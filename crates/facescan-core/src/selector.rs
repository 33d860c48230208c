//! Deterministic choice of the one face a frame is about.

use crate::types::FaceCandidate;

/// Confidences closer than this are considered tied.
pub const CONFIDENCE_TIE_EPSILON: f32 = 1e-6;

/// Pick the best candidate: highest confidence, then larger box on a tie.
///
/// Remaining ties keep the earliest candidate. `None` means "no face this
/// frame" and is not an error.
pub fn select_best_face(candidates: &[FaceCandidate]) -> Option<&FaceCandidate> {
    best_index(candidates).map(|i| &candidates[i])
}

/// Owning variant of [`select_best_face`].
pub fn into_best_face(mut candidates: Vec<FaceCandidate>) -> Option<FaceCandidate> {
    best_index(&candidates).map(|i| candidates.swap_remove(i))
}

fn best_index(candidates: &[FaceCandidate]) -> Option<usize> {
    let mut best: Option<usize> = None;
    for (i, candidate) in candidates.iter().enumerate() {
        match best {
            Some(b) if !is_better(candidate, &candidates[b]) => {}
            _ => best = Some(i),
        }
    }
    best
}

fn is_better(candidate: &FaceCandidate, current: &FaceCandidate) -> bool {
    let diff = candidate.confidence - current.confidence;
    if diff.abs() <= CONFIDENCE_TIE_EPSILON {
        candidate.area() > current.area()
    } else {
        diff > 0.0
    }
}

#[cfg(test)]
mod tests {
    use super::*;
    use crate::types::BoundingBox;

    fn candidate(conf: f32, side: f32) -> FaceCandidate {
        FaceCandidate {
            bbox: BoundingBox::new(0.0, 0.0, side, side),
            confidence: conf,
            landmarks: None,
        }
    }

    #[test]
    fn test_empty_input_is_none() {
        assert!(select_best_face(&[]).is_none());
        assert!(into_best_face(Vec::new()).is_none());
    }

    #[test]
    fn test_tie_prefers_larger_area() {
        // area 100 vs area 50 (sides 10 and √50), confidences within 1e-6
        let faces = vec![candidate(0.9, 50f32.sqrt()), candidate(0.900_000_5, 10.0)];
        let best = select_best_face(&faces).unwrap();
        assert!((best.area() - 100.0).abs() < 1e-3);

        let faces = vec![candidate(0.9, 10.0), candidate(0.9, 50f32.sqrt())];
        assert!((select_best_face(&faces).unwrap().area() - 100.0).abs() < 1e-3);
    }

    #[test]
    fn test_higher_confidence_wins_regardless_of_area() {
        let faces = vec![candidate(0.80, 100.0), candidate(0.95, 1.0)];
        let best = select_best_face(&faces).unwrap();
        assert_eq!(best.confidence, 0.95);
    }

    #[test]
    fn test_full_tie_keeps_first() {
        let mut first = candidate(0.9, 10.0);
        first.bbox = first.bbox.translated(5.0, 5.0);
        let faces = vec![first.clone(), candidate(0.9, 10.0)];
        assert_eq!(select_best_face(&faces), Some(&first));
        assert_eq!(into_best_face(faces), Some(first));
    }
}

+===+

▶ Required work
Filter the entries down to the lines holding the string "frame". Copy each of those lines.

▶ Answer space
//! Deterministic choice of the one face a frame is about.
/// frame" and is not an error.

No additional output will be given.